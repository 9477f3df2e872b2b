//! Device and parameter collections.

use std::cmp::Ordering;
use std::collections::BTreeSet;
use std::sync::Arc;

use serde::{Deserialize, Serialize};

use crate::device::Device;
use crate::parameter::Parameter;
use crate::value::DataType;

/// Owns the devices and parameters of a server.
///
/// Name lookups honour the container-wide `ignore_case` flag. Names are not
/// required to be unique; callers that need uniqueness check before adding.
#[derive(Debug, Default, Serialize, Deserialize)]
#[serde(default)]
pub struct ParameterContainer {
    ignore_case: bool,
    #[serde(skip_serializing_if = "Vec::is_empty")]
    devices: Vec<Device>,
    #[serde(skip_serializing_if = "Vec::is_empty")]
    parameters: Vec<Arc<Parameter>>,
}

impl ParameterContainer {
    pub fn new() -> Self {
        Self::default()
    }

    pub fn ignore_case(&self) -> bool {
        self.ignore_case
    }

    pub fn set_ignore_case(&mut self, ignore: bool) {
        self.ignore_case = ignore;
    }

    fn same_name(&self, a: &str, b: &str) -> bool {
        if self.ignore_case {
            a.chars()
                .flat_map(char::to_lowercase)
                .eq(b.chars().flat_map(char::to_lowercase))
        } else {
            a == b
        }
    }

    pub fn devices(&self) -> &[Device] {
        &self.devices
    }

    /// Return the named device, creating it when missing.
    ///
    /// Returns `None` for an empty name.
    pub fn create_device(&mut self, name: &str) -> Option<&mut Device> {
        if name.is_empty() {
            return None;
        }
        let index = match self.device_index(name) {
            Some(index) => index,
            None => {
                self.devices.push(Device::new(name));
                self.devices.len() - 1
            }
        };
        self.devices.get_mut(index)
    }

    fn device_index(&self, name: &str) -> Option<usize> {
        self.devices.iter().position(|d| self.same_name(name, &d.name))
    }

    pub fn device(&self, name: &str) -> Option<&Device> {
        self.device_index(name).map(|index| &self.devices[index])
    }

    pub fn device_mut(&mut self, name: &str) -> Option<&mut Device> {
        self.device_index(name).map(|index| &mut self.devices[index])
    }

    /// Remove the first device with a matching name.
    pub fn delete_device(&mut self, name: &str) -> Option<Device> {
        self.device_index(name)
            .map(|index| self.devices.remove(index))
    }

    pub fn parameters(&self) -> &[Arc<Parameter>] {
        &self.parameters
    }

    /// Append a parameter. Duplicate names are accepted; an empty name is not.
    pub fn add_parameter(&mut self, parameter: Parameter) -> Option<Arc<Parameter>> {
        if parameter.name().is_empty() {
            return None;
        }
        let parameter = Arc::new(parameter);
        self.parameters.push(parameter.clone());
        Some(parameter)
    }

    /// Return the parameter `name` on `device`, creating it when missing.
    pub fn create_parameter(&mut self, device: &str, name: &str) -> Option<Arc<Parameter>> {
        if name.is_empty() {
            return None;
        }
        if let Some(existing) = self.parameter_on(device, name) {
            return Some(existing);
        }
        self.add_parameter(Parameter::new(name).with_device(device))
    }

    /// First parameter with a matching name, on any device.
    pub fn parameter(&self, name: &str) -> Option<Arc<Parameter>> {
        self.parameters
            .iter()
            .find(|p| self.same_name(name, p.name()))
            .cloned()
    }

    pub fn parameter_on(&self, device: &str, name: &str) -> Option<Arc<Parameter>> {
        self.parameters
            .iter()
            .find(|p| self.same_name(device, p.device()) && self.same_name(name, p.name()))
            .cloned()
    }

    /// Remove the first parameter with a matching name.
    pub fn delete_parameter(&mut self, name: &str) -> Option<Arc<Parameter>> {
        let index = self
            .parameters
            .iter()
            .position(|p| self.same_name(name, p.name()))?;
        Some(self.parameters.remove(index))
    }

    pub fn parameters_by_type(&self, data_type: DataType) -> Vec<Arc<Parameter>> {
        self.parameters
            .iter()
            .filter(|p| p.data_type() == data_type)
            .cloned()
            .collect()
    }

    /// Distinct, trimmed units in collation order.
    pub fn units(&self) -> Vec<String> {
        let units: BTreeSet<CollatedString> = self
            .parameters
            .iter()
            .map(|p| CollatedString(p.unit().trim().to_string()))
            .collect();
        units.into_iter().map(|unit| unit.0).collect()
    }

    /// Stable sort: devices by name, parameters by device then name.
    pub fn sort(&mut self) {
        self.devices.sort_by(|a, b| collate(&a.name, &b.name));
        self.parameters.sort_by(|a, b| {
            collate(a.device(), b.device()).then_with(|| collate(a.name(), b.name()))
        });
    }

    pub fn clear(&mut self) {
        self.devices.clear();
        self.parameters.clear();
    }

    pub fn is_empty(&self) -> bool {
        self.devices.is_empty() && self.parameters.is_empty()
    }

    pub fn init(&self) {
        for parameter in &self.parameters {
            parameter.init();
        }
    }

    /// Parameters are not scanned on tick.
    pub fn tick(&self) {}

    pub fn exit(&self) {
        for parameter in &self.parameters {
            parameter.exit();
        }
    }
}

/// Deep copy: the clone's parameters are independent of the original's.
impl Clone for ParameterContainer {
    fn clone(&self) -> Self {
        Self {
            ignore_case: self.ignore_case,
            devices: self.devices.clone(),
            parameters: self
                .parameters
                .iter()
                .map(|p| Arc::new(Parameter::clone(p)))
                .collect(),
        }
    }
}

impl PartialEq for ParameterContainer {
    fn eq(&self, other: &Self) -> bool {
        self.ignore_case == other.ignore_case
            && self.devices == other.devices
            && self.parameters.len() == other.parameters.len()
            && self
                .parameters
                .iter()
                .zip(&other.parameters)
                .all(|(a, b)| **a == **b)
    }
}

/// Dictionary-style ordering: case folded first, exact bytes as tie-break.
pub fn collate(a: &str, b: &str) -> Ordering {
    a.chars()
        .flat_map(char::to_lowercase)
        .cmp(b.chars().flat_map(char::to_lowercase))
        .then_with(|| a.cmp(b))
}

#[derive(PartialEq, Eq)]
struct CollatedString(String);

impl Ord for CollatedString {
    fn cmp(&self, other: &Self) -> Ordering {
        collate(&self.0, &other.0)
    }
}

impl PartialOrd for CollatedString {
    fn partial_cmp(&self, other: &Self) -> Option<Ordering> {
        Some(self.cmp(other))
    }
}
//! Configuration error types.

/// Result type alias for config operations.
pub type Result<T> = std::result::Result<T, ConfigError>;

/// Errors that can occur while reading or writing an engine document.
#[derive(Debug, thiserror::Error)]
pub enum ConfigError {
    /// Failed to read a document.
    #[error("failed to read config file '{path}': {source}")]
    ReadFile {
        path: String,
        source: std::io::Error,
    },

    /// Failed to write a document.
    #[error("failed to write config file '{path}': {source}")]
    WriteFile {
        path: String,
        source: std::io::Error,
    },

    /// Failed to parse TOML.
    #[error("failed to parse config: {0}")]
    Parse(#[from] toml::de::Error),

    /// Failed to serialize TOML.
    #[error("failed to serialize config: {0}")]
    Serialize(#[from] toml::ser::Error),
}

- [Task description]: Starting at the line that contains "for config operations." and stopping after the line that contains "write a document.", write out every line exactly as it appears above, and no other line.

- [Output of the exercise]:
/// Result type alias for config operations.
pub type Result<T> = std::result::Result<T, ConfigError>;

/// Errors that can occur while reading or writing an engine document.
#[derive(Debug, thiserror::Error)]
pub enum ConfigError {
    /// Failed to read a document.
    #[error("failed to read config file '{path}': {source}")]
    ReadFile {
        path: String,
        source: std::io::Error,
    },

    /// Failed to write a document.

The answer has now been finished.